If this does not find its way into McCain campaign ads, it leads to another question: “Why did Sen. McCain work so hard to get the GOP nomination if he didn’t want to win the election?”

Blaise on July 23, 2008 at 12:51 PM

Blaise

This editorial from the Washington Post is very surprising to me. They are indeed harsh with Obama. I get the feeling we may see the paper endorse McCain!

Vince on July 23, 2008 at 12:54 PM

I dunno Vince…but something’s going on over there. Maybe someone’s actually looking at what Sen. Obama’s saying/doing.

Blaise on July 23, 2008 at 1:16 PM

The Post supported the invasion of Iraq and stuck to its basic support, even when things looked pretty bleak there. It never went in for the BDS antiwar stuff. So don’t get the idea that this is some dramatic reversal on its part.

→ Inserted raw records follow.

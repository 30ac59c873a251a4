use thiserror::Error;

/// Why a delivery strategy could not record an entry.
///
/// Strategies return this instead of unwinding; the `Logger` turns every
/// variant into a plain `false` for its caller.
#[derive(Error, Debug)]
pub enum DeliveryError {
    #[error("Write failed: {0}")]
    Write(#[from] std::io::Error),

    #[error("Serialization failed: {0}")]
    Serialization(#[from] serde_json::Error),

    #[error("Delivery rejected: {0}")]
    Rejected(String),

    #[error("All {attempted} aggregated loggers failed")]
    AllFailed { attempted: usize },

    #[error("Delivery panicked: {0}")]
    Panicked(String),
}

impl DeliveryError {
    pub fn rejected(reason: impl Into<String>) -> Self {
        Self::Rejected(reason.into())
    }

    /// Builds a `Panicked` error from a `catch_unwind` payload.
    pub fn from_panic(payload: &(dyn std::any::Any + Send)) -> Self {
        let message = payload
            .downcast_ref::<&str>()
            .map(|s| (*s).to_string())
            .or_else(|| payload.downcast_ref::<String>().cloned())
            .unwrap_or_else(|| "unknown panic payload".to_string());
        Self::Panicked(message)
    }
}
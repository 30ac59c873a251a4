use super::config::{LogFormat, LogLevel};
use tracing::Level;
use tracing_subscriber::{EnvFilter, fmt, prelude::*};

/// Initialize the tracing subscriber for the binary.
///
/// `RUST_LOG` directives take precedence; otherwise `level` applies.
pub fn init_tracing(level: LogLevel, format: LogFormat) {
    let filter = EnvFilter::builder()
        .with_default_directive(Level::from(level).into())
        .from_env_lossy();

    match format {
        LogFormat::Json => {
            tracing_subscriber::registry()
                .with(
                    fmt::layer()
                        .json()
                        .flatten_event(true)
                        .with_current_span(true),
                )
                .with(filter)
                .init();
        }
        LogFormat::Text => {
            tracing_subscriber::registry()
                .with(fmt::layer().with_writer(std::io::stderr))
                .with(filter)
                .init();
        }
    }
}
//! Agent core for webpilot.
//!
//! Runs a natural-language task through a perception-decision-action loop:
//! observe the page, ask the reasoning oracle for one action, execute it,
//! learn from the result. Also hosts exploration mode and the [`Assistant`]
//! facade front ends talk to.

pub mod agent_loop;
pub mod assistant;
pub mod captcha;
pub mod debug;
pub mod errors;
pub mod executor;
pub mod exploration;
pub mod handoff;
pub mod llm_provider;

pub use agent_loop::{
    format_system_prompt, format_user_message, parse_decision, Action, ActionOutcome,
    AgentDecision, AgentHistoryEntry, AgentLoopConfig, AgentLoopController, AgentLoopResult,
    AgentLoopStatus, DerivedFact, ExecutionReport, ExtractKind, FailureReason, LoopFailure,
    RunMode, RunOptions,
};
pub use assistant::Assistant;
pub use captcha::{CaptchaDetector, CaptchaVerdict, SignatureCaptchaDetector};
pub use debug::{DebugSink, NoopDebugSink};
pub use errors::{AgentError, DecisionError, OracleError};
pub use executor::{ActionExecutor, DefaultActionExecutor, WEBSITE_CATEGORY};
pub use exploration::{ExplorationController, ExplorationReport, EXPLORATION_CATEGORY};
pub use handoff::{HandoffReason, HandoffRequest, HandoffResponse, OperatorChannel, UnattendedOperator};
pub use llm_provider::{MockOracle, OracleRequest, ReasoningOracle};
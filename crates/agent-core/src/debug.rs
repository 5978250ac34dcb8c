//! Observation-only hooks for debug artifacts.

use webpilot_core_types::Observation;

use crate::agent_loop::{ActionOutcome, AgentDecision};

/// Receives loop events for debugging. Implementations must not fail and
/// cannot influence control flow.
pub trait DebugSink: Send + Sync {
    fn on_observation(&self, iteration: u32, observation: &Observation) {
        let _ = (iteration, observation);
    }

    fn on_decision(&self, iteration: u32, decision: &AgentDecision) {
        let _ = (iteration, decision);
    }

    fn on_outcome(&self, iteration: u32, outcome: &ActionOutcome) {
        let _ = (iteration, outcome);
    }
}

#[derive(Debug, Default, Clone)]
pub struct NoopDebugSink;

impl DebugSink for NoopDebugSink {}
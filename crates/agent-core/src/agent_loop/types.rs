//! Types for the control loop: the action vocabulary, oracle decisions,
//! execution outcomes and history entries.

use std::fmt;

use action_primitives::ScrollDirection;
use chrono::{DateTime, Utc};
use serde::{Deserialize, Serialize};
use serde_json::Value;
use webpilot_core_types::Observation;

/// What an `extract` action reads from the page.
#[derive(Debug, Clone, Copy, PartialEq, Eq, Default, Serialize, Deserialize)]
#[serde(rename_all = "snake_case")]
pub enum ExtractKind {
    #[default]
    Text,
    Links,
}

/// One atomic browser operation chosen by the oracle.
///
/// Immutable once produced; targets stay free-form hints and are resolved
/// against the live page only at execution time.
#[derive(Debug, Clone, PartialEq, Eq, Serialize, Deserialize)]
#[serde(tag = "action", rename_all = "snake_case")]
pub enum Action {
    Click {
        target: String,
    },
    /// Type into `target`, or into the first editable field when absent.
    Type {
        #[serde(default, skip_serializing_if = "Option::is_none")]
        target: Option<String>,
        text: String,
    },
    Scroll {
        #[serde(default)]
        direction: ScrollDirection,
        amount: u32,
    },
    Navigate {
        url: String,
    },
    Wait {
        duration_ms: u64,
    },
    Extract {
        #[serde(default, skip_serializing_if = "Option::is_none")]
        target: Option<String>,
        #[serde(default)]
        kind: ExtractKind,
    },
    Finish {
        result: String,
    },
    RequestHuman {
        reason: String,
    },
}

impl Action {
    pub fn name(&self) -> &'static str {
        match self {
            Action::Click { .. } => "click",
            Action::Type { .. } => "type",
            Action::Scroll { .. } => "scroll",
            Action::Navigate { .. } => "navigate",
            Action::Wait { .. } => "wait",
            Action::Extract { .. } => "extract",
            Action::Finish { .. } => "finish",
            Action::RequestHuman { .. } => "request_human",
        }
    }

    /// Bound a `wait` to `max_ms`; other actions pass through.
    pub fn clamp_wait(self, max_ms: u64) -> Self {
        match self {
            Action::Wait { duration_ms } => Action::Wait {
                duration_ms: duration_ms.min(max_ms),
            },
            other => other,
        }
    }

    /// Whether executing this action may land on a different page.
    pub fn may_change_page(&self) -> bool {
        matches!(self, Action::Click { .. } | Action::Navigate { .. })
    }
}

impl fmt::Display for Action {
    fn fmt(&self, f: &mut fmt::Formatter<'_>) -> fmt::Result {
        match self {
            Action::Click { target } => write!(f, "click({target:?})"),
            Action::Type { target: Some(target), text } => {
                write!(f, "type({target:?}, {text:?})")
            }
            Action::Type { target: None, text } => write!(f, "type({text:?})"),
            Action::Scroll { direction, amount } => write!(f, "scroll({direction}, {amount})"),
            Action::Navigate { url } => write!(f, "navigate({url})"),
            Action::Wait { duration_ms } => write!(f, "wait({duration_ms}ms)"),
            Action::Extract { target: Some(target), kind } => {
                write!(f, "extract({kind:?}, {target:?})")
            }
            Action::Extract { target: None, kind } => write!(f, "extract({kind:?})"),
            Action::Finish { result } => write!(f, "finish({result:?})"),
            Action::RequestHuman { reason } => write!(f, "request_human({reason:?})"),
        }
    }
}

/// Memory entry proposed by the oracle or derived by the executor.
#[derive(Debug, Clone, PartialEq, Serialize, Deserialize)]
pub struct DerivedFact {
    pub category: String,
    pub key: String,
    pub value: Value,
}

impl DerivedFact {
    pub fn new(category: impl Into<String>, key: impl Into<String>, value: Value) -> Self {
        Self {
            category: category.into(),
            key: key.into(),
            value,
        }
    }
}

/// Validated oracle output for one observation.
#[derive(Debug, Clone, PartialEq, Serialize, Deserialize)]
pub struct AgentDecision {
    pub action: Action,
    /// Free-text explanation, logged only. Never read by the loop.
    #[serde(default, skip_serializing_if = "Option::is_none")]
    pub rationale: Option<String>,
    #[serde(default, skip_serializing_if = "Vec::is_empty")]
    pub facts: Vec<DerivedFact>,
}

impl AgentDecision {
    pub fn new(action: Action) -> Self {
        Self {
            action,
            rationale: None,
            facts: Vec::new(),
        }
    }

    pub fn with_rationale(mut self, rationale: impl Into<String>) -> Self {
        self.rationale = Some(rationale.into());
        self
    }

    pub fn with_fact(mut self, fact: DerivedFact) -> Self {
        self.facts.push(fact);
        self
    }
}

/// Whether the loop is working on a user task or exploring a site.
#[derive(Debug, Clone, PartialEq, Eq, Default, Serialize, Deserialize)]
#[serde(tag = "mode", rename_all = "snake_case")]
pub enum RunMode {
    #[default]
    Task,
    Exploration { host: String },
}

/// Result of executing one action.
#[derive(Debug, Clone, PartialEq, Eq, Serialize, Deserialize)]
#[serde(tag = "outcome", content = "detail", rename_all = "snake_case")]
pub enum ActionOutcome {
    Completed {
        #[serde(default, skip_serializing_if = "Option::is_none")]
        extracted: Option<String>,
    },
    TargetNotFound(String),
    NavigationFailed(String),
    SessionLost(String),
    Finished(String),
    HumanRequested(String),
}

impl ActionOutcome {
    pub fn completed() -> Self {
        ActionOutcome::Completed { extracted: None }
    }

    pub fn is_success(&self) -> bool {
        matches!(self, ActionOutcome::Completed { .. })
    }

    pub fn label(&self) -> &'static str {
        match self {
            ActionOutcome::Completed { .. } => "completed",
            ActionOutcome::TargetNotFound(_) => "target_not_found",
            ActionOutcome::NavigationFailed(_) => "navigation_failed",
            ActionOutcome::SessionLost(_) => "session_lost",
            ActionOutcome::Finished(_) => "finished",
            ActionOutcome::HumanRequested(_) => "human_requested",
        }
    }
}

/// What the executor hands back to the loop.
#[derive(Debug, Clone, PartialEq)]
pub struct ExecutionReport {
    /// Observation taken after the action, when the executor captured one.
    pub observation: Option<Observation>,
    pub outcome: ActionOutcome,
    /// Facts to merge when the outcome is `Completed`.
    pub facts: Vec<DerivedFact>,
}

impl ExecutionReport {
    pub fn new(outcome: ActionOutcome) -> Self {
        Self {
            observation: None,
            outcome,
            facts: Vec::new(),
        }
    }

    pub fn with_facts(mut self, facts: Vec<DerivedFact>) -> Self {
        self.facts = facts;
        self
    }

    pub fn with_observation(mut self, observation: Observation) -> Self {
        self.observation = Some(observation);
        self
    }
}

/// Record of one executed action.
#[derive(Debug, Clone, PartialEq, Serialize, Deserialize)]
pub struct AgentHistoryEntry {
    /// Iteration the action ran in (1-indexed).
    pub iteration: u32,
    /// Page URL the action was chosen for.
    pub url: String,
    /// Fingerprint of the observation the action was chosen for.
    pub fingerprint: String,
    pub action: Action,
    pub outcome: ActionOutcome,
    #[serde(skip_serializing_if = "Option::is_none")]
    pub rationale: Option<String>,
    /// Set when the loop re-ran a failed action without asking the oracle.
    #[serde(default)]
    pub retry: bool,
    pub recorded_at: DateTime<Utc>,
}

impl AgentHistoryEntry {
    pub fn new(iteration: u32, observation: &Observation, action: Action, outcome: ActionOutcome) -> Self {
        Self {
            iteration,
            url: observation.url.clone(),
            fingerprint: observation.fingerprint(),
            action,
            outcome,
            rationale: None,
            retry: false,
            recorded_at: Utc::now(),
        }
    }

    pub fn with_rationale(mut self, rationale: Option<String>) -> Self {
        self.rationale = rationale;
        self
    }

    pub fn as_retry(mut self, retry: bool) -> Self {
        self.retry = retry;
        self
    }

    /// One-line summary for prompts and logs.
    pub fn summary(&self) -> String {
        match &self.outcome {
            ActionOutcome::Completed { .. } => {
                format!("step {}: {} -> ok", self.iteration, self.action)
            }
            ActionOutcome::TargetNotFound(detail)
            | ActionOutcome::NavigationFailed(detail)
            | ActionOutcome::SessionLost(detail)
            | ActionOutcome::HumanRequested(detail) => format!(
                "step {}: {} -> {} ({detail})",
                self.iteration,
                self.action,
                self.outcome.label()
            ),
            ActionOutcome::Finished(_) => format!("step {}: {} -> finished", self.iteration, self.action),
        }
    }
}

#[cfg(test)]
mod tests {
    use super::*;

    #[test]
    fn action_serializes_with_tag() {
        let action = Action::Type {
            target: None,
            text: "rust".into(),
        };
        let json = serde_json::to_value(&action).unwrap();
        assert_eq!(json, serde_json::json!({"action": "type", "text": "rust"}));
    }

    #[test]
    fn action_display_is_compact() {
        let action = Action::Scroll {
            direction: ScrollDirection::Down,
            amount: 300,
        };
        assert_eq!(action.to_string(), "scroll(down, 300)");
        assert!(Action::Navigate { url: "x".into() }.may_change_page());
        assert!(!Action::Wait { duration_ms: 1 }.may_change_page());
        assert_eq!(
            Action::Wait { duration_ms: 3_600_000 }.clamp_wait(10_000),
            Action::Wait { duration_ms: 10_000 }
        );
        let click = Action::Click { target: "Go".into() };
        assert_eq!(click.clone().clamp_wait(0), click);
    }

    #[test]
    fn history_summary_includes_failure_detail() {
        let observation = Observation::new("https://example.com", None, "");
        let entry = AgentHistoryEntry::new(
            2,
            &observation,
            Action::Click { target: "Login".into() },
            ActionOutcome::TargetNotFound("Login".into()),
        );
        assert_eq!(
            entry.summary(),
            "step 2: click(\"Login\") -> target_not_found (Login)"
        );
    }
}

The important thing here is that the Post is continuing to send a very loud message to Obama – and the the rest of the media, if they will listen – that he is a lightweight and this stuff is way too important for simplistic sloganeering and talking points. I think the Post fears another Jimmy Carter disaster here.

rockmom on July 23, 2008 at 1:44 PM

“…meme out there, and they aren’t going to reel it back in.
rbj on July 23, 2008 at 9:33 AM

“meme out there” What kind of comment is that?
A writer at Der Spiegel wrote…

The reason the magazine scores so many high level interviews is that the editors agree to allow the subjects to “authorize” the interviews before they go to press. It wasn’t just a slip of the tongue, in other words: Maliki not only endorsed Obama’s plans for withdrawing from Iraq, but his office then explicitly approved the endorsement before it was printed.

“…The denials, then, were doubly facetious. Spiegel couldn’t say so, though, without revealing its embarrassing authorization policy.”